[Start of section]

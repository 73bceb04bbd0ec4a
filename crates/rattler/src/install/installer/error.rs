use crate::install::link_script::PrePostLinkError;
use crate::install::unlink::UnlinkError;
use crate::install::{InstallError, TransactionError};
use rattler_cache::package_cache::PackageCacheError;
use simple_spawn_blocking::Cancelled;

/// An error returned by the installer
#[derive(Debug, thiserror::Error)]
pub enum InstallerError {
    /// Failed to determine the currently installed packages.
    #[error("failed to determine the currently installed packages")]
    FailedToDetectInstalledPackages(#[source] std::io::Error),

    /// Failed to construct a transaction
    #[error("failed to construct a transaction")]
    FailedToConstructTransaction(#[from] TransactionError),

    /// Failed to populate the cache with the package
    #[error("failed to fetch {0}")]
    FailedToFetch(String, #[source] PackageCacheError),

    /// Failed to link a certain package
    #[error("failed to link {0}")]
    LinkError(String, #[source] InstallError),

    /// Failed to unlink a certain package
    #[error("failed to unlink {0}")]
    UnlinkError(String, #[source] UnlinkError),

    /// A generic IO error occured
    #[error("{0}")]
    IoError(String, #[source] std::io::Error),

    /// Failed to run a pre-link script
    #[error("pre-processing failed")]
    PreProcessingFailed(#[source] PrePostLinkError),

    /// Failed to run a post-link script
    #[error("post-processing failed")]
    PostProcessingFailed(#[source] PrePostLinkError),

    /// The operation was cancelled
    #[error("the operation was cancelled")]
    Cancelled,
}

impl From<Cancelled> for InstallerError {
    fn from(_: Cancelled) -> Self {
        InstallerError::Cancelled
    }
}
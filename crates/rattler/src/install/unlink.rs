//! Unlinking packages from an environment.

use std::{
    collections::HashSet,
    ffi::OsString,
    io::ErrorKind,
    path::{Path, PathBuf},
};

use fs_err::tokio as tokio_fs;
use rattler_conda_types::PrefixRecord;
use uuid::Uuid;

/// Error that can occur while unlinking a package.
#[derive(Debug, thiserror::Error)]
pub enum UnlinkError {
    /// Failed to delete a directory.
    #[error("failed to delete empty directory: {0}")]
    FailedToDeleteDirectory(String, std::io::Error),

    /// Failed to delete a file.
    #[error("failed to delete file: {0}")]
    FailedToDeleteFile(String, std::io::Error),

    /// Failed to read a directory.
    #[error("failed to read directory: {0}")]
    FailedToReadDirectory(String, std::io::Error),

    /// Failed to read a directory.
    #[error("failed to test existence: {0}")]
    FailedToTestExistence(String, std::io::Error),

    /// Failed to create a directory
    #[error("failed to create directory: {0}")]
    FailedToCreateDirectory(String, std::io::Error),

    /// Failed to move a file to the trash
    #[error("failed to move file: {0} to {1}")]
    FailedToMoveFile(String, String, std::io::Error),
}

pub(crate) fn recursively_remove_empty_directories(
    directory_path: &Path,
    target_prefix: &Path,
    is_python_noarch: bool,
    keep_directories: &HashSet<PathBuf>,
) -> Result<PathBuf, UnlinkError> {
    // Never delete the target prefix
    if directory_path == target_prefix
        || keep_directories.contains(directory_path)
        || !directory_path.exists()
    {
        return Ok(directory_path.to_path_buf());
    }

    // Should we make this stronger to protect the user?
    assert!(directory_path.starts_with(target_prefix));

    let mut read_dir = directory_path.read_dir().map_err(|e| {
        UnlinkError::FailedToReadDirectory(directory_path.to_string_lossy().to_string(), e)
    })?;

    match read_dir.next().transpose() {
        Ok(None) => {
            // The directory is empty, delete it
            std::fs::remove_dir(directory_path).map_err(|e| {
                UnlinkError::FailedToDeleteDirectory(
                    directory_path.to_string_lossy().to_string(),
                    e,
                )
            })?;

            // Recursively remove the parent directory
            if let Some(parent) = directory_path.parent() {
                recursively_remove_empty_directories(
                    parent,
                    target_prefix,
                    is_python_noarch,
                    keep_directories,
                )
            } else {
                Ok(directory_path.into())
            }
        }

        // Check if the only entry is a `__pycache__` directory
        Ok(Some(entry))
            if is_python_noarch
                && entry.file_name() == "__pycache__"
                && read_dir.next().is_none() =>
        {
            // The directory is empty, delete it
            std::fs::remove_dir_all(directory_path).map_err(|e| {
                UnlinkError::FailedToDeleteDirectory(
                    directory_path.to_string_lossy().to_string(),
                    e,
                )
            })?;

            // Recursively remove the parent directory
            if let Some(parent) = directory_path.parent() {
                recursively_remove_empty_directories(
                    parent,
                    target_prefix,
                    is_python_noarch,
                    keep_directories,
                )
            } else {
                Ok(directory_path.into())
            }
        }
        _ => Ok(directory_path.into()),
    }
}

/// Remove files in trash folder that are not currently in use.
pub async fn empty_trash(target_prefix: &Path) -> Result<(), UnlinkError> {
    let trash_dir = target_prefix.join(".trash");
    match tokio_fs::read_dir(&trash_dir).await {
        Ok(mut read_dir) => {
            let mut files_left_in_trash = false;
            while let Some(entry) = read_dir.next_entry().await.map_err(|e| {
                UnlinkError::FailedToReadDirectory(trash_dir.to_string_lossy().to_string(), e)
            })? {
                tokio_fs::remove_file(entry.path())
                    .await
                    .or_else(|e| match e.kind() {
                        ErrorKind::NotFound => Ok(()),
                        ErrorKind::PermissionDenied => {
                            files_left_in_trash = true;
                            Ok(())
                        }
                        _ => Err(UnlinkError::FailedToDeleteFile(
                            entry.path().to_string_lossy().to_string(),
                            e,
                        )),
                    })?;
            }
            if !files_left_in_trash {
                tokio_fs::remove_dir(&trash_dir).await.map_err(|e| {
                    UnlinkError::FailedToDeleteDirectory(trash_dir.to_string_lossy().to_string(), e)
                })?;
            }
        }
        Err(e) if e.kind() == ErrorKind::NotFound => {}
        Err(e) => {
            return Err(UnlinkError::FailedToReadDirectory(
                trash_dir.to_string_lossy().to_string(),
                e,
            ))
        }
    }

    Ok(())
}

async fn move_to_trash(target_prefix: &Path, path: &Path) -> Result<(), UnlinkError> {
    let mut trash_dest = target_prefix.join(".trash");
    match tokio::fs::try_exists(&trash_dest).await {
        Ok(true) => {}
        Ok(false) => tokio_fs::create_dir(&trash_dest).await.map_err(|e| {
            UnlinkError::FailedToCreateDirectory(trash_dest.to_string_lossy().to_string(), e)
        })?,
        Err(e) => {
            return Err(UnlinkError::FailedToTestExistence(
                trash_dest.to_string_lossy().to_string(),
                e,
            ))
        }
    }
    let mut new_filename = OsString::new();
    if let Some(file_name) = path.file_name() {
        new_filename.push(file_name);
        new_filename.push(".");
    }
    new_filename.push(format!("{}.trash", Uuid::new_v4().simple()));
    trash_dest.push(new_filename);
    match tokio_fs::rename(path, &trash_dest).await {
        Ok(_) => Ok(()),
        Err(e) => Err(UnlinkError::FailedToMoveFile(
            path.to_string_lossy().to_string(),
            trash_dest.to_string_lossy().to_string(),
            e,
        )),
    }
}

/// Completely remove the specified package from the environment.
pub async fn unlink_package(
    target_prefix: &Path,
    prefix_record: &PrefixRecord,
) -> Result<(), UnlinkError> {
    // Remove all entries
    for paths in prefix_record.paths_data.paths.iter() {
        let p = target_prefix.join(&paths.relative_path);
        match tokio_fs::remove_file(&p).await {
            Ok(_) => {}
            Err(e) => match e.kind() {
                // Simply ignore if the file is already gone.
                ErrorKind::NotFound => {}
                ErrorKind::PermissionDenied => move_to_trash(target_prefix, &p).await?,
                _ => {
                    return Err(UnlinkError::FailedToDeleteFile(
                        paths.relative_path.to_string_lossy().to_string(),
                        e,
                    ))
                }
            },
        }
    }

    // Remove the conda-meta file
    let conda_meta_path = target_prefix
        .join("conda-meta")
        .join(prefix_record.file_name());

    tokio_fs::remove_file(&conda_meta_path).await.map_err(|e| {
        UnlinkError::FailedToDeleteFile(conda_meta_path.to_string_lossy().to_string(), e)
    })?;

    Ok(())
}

[End of section]

--- What you will do ---
Give the number of lines in the records above in which the word "PackageCacheError" appears. Include no other text.

--- Answer ---
2